BEGIN Data
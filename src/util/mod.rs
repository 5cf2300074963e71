//! Utility modules: retry and timeout.

pub mod retry;
pub mod timeout;

pub use retry::RetryPolicy;
pub use timeout::with_timeout;
//! Agents: instructions + backing service + tools, invoked per turn.

pub mod agent;
pub mod invoke;
pub mod run;
pub mod stream;
pub mod thread;

pub use agent::{AgentLimits, ChatAgent};
pub use invoke::AgentResponse;
pub use run::{run, run_with_limits, FinalAnswer};
pub use stream::AgentStreamItem;
pub use thread::AgentThread;
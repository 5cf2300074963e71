//! Timeout helper.

use std::future::Future;
use std::time::Duration;

use crate::error::ShimError;

/// Run `future` with a deadline; expiry is [`ShimError::Timeout`].
pub async fn with_timeout<T>(
    duration: Duration,
    future: impl Future<Output = Result<T, ShimError>>,
) -> Result<T, ShimError> {
    match tokio::time::timeout(duration, future).await {
        Ok(result) => result,
        Err(_) => Err(ShimError::Timeout(duration.as_millis() as u64)),
    }
}

#[cfg(test)]
mod tests {
    use super::*;

    #[tokio::test(start_paused = true)]
    async fn expiry_reports_the_bound() {
        let result: Result<(), _> = with_timeout(Duration::from_millis(250), async {
            tokio::time::sleep(Duration::from_secs(5)).await;
            Ok(())
        })
        .await;
        assert!(matches!(result, Err(ShimError::Timeout(250))));
    }

    #[tokio::test]
    async fn passes_through_inner_result() {
        let result = with_timeout(Duration::from_secs(1), async { Ok::<_, ShimError>(7) }).await;
        assert_eq!(result.unwrap(), 7);
    }
}
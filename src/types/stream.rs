//! Streaming types.

use std::collections::BTreeMap;

use serde::{Deserialize, Serialize};

use crate::error::ShimError;

use super::generation::FinishReason;
use super::message::AgentToolCall;
use super::usage::Usage;

/// A delta emitted by a provider during streaming.
#[derive(Debug, Clone, Serialize, Deserialize)]
pub struct TextStreamDelta {
    /// The incremental text chunk.
    pub text: String,
    /// Event type.
    pub event_type: StreamEventType,
    /// Partial tool call (only on `ToolCallDelta` events).
    #[serde(default, skip_serializing_if = "Option::is_none")]
    pub tool_call: Option<ToolCallDelta>,
    /// Finish reason (only on the final delta).
    #[serde(default, skip_serializing_if = "Option::is_none")]
    pub finish_reason: Option<FinishReason>,
    /// Usage (typically only on the final delta).
    #[serde(default, skip_serializing_if = "Option::is_none")]
    pub usage: Option<Usage>,
}

impl TextStreamDelta {
    /// A plain text fragment.
    pub fn text(text: impl Into<String>) -> Self {
        Self {
            text: text.into(),
            event_type: StreamEventType::TextDelta,
            tool_call: None,
            finish_reason: None,
            usage: None,
        }
    }

    /// A piece of a tool call being assembled.
    pub fn tool_call(delta: ToolCallDelta) -> Self {
        Self {
            text: String::new(),
            event_type: StreamEventType::ToolCallDelta,
            tool_call: Some(delta),
            finish_reason: None,
            usage: None,
        }
    }

    /// The terminal delta of a stream.
    pub fn done(finish_reason: FinishReason, usage: Option<Usage>) -> Self {
        Self {
            text: String::new(),
            event_type: StreamEventType::Done,
            tool_call: None,
            finish_reason: Some(finish_reason),
            usage,
        }
    }
}

/// Type of stream event.
#[derive(Debug, Clone, Copy, Serialize, Deserialize, PartialEq, Eq)]
#[serde(rename_all = "snake_case")]
pub enum StreamEventType {
    /// Incremental text content.
    TextDelta,
    /// Tool call being built.
    ToolCallDelta,
    /// Stream finished.
    Done,
    /// Error during stream.
    Error,
}

/// One slice of a streamed tool call.
///
/// Providers send the id and name on the first slice for a given `index` and
/// argument text in later slices; consumers concatenate `arguments` per index.
#[derive(Debug, Clone, Default, Serialize, Deserialize, PartialEq)]
pub struct ToolCallDelta {
    pub index: u32,
    #[serde(default, skip_serializing_if = "Option::is_none")]
    pub id: Option<String>,
    #[serde(default, skip_serializing_if = "Option::is_none")]
    pub name: Option<String>,
    #[serde(default)]
    pub arguments: String,
}

/// Assemble streamed tool-call slices into complete calls, ordered by index.
#[derive(Debug, Default)]
pub struct ToolCallAssembler {
    calls: BTreeMap<u32, (String, String, String)>,
}

impl ToolCallAssembler {
    pub fn push(&mut self, delta: &ToolCallDelta) {
        let entry = self.calls.entry(delta.index).or_default();
        if let Some(ref id) = delta.id {
            entry.0.clone_from(id);
        }
        if let Some(ref name) = delta.name {
            entry.1.push_str(name);
        }
        entry.2.push_str(&delta.arguments);
    }

    pub fn is_empty(&self) -> bool {
        self.calls.is_empty()
    }

    /// Finish assembly. Argument text that is not JSON is passed through as a
    /// string so tool dispatch can report it as invalid arguments.
    pub fn finish(self) -> Result<Vec<AgentToolCall>, ShimError> {
        self.calls
            .into_values()
            .map(|(id, name, arguments)| {
                if name.is_empty() {
                    return Err(ShimError::MalformedResponse(
                        "streamed tool call without a name".into(),
                    ));
                }
                let arguments = if arguments.trim().is_empty() {
                    serde_json::Value::Object(Default::default())
                } else {
                    serde_json::from_str(&arguments)
                        .unwrap_or(serde_json::Value::String(arguments))
                };
                Ok(AgentToolCall {
                    id,
                    name,
                    arguments,
                })
            })
            .collect()
    }
}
END Data
> [Exercise prompt]:
Begin with the line above that has "(typically only on the final delta)." and continue through the line that has "pub enum StreamEventType", setting each one down exactly. Stop there.

> [Exercise answer]:
    /// Usage (typically only on the final delta).
    #[serde(default, skip_serializing_if = "Option::is_none")]
    pub usage: Option<Usage>,
}

impl TextStreamDelta {
    /// A plain text fragment.
    pub fn text(text: impl Into<String>) -> Self {
        Self {
            text: text.into(),
            event_type: StreamEventType::TextDelta,
            tool_call: None,
            finish_reason: None,
            usage: None,
        }
    }

    /// A piece of a tool call being assembled.
    pub fn tool_call(delta: ToolCallDelta) -> Self {
        Self {
            text: String::new(),
            event_type: StreamEventType::ToolCallDelta,
            tool_call: Some(delta),
            finish_reason: None,
            usage: None,
        }
    }

    /// The terminal delta of a stream.
    pub fn done(finish_reason: FinishReason, usage: Option<Usage>) -> Self {
        Self {
            text: String::new(),
            event_type: StreamEventType::Done,
            tool_call: None,
            finish_reason: Some(finish_reason),
            usage,
        }
    }
}

/// Type of stream event.
#[derive(Debug, Clone, Copy, Serialize, Deserialize, PartialEq, Eq)]
#[serde(rename_all = "snake_case")]
pub enum StreamEventType {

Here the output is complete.